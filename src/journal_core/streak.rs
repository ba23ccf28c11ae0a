//! Consecutive-day streak calculation.

use super::dates::days_between;
use super::EntryList;
use chrono::{Duration, NaiveDate};
use std::collections::BTreeSet;

/// Current and longest consecutive-day streaks derived from the entry list.
#[derive(Debug, Clone, Copy, Default, PartialEq, Eq)]
pub struct Streak {
    /// Length of the run ending at (or adjacent to) today.
    pub current: u32,
    /// Length of the longest run anywhere in the history.
    pub longest: u32,
}

/// Computes the current and longest streaks as of `today`.
///
/// A pure function of `(entries, today)`. The current streak walks backward
/// one calendar day at a time, starting at `today` when an entry exists for
/// it and at yesterday otherwise — a day that simply has not been journaled
/// *yet* does not break a live streak. The walk has no artificial ceiling;
/// it stops only at the first missing date. The longest streak scans the
/// distinct dates in ascending order and keeps the maximum run of exactly
/// one-day gaps.
pub fn compute_streak(entries: &EntryList, today: NaiveDate) -> Streak {
    let dates: BTreeSet<NaiveDate> = entries.entries().iter().map(|e| e.date).collect();
    if dates.is_empty() {
        return Streak::default();
    }

    let mut cursor = if dates.contains(&today) {
        today
    } else {
        today - Duration::days(1)
    };
    let mut current = 0u32;
    while dates.contains(&cursor) {
        current += 1;
        cursor = cursor - Duration::days(1);
    }

    let mut longest = 0u32;
    let mut run = 0u32;
    let mut prev: Option<NaiveDate> = None;
    for &date in &dates {
        run = match prev {
            Some(prev) if days_between(prev, date) == 1 => run + 1,
            _ => 1,
        };
        longest = longest.max(run);
        prev = Some(date);
    }

    Streak { current, longest }
}

#[cfg(test)]
mod tests {
    use super::*;
    use crate::journal_core::JournalEntry;

    fn date(s: &str) -> NaiveDate {
        s.parse().unwrap()
    }

    fn list_of(days: &[&str]) -> EntryList {
        let mut list = EntryList::new();
        for day in days {
            list.upsert(JournalEntry {
                date: date(day),
                gratitudes: vec!["something".to_string()],
                intentions: vec![],
                reflection1: String::new(),
                reflection2: String::new(),
                notes: String::new(),
                timestamp: String::new(),
            });
        }
        list
    }

    #[test]
    fn test_empty_list_has_no_streaks() {
        let streak = compute_streak(&EntryList::new(), date("2024-03-10"));
        assert_eq!(streak, Streak::default());
    }

    #[test]
    fn test_consecutive_days_ending_today() {
        let list = list_of(&["2024-03-06", "2024-03-07", "2024-03-08", "2024-03-09"]);
        let streak = compute_streak(&list, date("2024-03-09"));

        assert_eq!(streak.current, 4);
        assert_eq!(streak.longest, 4);
    }

    #[test]
    fn test_missing_today_does_not_break_the_streak() {
        let list = list_of(&["2024-03-07", "2024-03-08"]);
        let streak = compute_streak(&list, date("2024-03-09"));

        assert_eq!(streak.current, 2);
    }

    #[test]
    fn test_two_day_old_history_is_not_current() {
        let list = list_of(&["2024-03-06", "2024-03-07"]);
        let streak = compute_streak(&list, date("2024-03-09"));

        assert_eq!(streak.current, 0);
        assert_eq!(streak.longest, 2);
    }

    #[test]
    fn test_gap_caps_current_at_the_recent_run() {
        let list = list_of(&[
            "2024-03-01",
            "2024-03-02",
            "2024-03-03",
            // gap on the 4th
            "2024-03-05",
            "2024-03-06",
        ]);
        let streak = compute_streak(&list, date("2024-03-06"));

        assert_eq!(streak.current, 2);
        assert_eq!(streak.longest, 3);
    }

    #[test]
    fn test_longest_counts_the_final_run() {
        let list = list_of(&["2024-02-01", "2024-02-02", "2024-03-05", "2024-03-06", "2024-03-07"]);
        let streak = compute_streak(&list, date("2024-03-07"));

        assert_eq!(streak.longest, 3);
        assert_eq!(streak.current, 3);
    }

    #[test]
    fn test_single_entry_today_counts_as_one() {
        let list = list_of(&["2024-03-09"]);
        let streak = compute_streak(&list, date("2024-03-09"));

        assert_eq!(streak, Streak { current: 1, longest: 1 });
    }

    #[test]
    fn test_single_stale_entry_has_longest_one() {
        let list = list_of(&["2024-03-01"]);
        let streak = compute_streak(&list, date("2024-03-09"));

        assert_eq!(streak, Streak { current: 0, longest: 1 });
    }

    #[test]
    fn test_current_streak_spans_month_boundary() {
        let list = list_of(&["2024-02-28", "2024-02-29", "2024-03-01"]);
        let streak = compute_streak(&list, date("2024-03-01"));

        assert_eq!(streak.current, 3);
    }

    #[test]
    fn test_long_unbroken_history_is_not_capped() {
        let mut list = EntryList::new();
        let start = date("2023-01-01");
        for offset in 0..400 {
            list.upsert(JournalEntry {
                date: start + Duration::days(offset),
                gratitudes: vec!["daily".to_string()],
                intentions: vec![],
                reflection1: String::new(),
                reflection2: String::new(),
                notes: String::new(),
                timestamp: String::new(),
            });
        }

        let streak = compute_streak(&list, start + Duration::days(399));
        assert_eq!(streak.current, 400);
        assert_eq!(streak.longest, 400);
    }
}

*-*-*

> _YOUR OBJECTIVE_
Restate the listing word for word, but only from its first line through the line with "entry exists for", keeping both end lines.

> _EXERCISE OUTPUT_
filename src/journal_core/streak.rs
repository ba23ccf28c11ae0a
//! Consecutive-day streak calculation.

use super::dates::days_between;
use super::EntryList;
use chrono::{Duration, NaiveDate};
use std::collections::BTreeSet;

/// Current and longest consecutive-day streaks derived from the entry list.
#[derive(Debug, Clone, Copy, Default, PartialEq, Eq)]
pub struct Streak {
    /// Length of the run ending at (or adjacent to) today.
    pub current: u32,
    /// Length of the longest run anywhere in the history.
    pub longest: u32,
}

/// Computes the current and longest streaks as of `today`.
///
/// A pure function of `(entries, today)`. The current streak walks backward
/// one calendar day at a time, starting at `today` when an entry exists for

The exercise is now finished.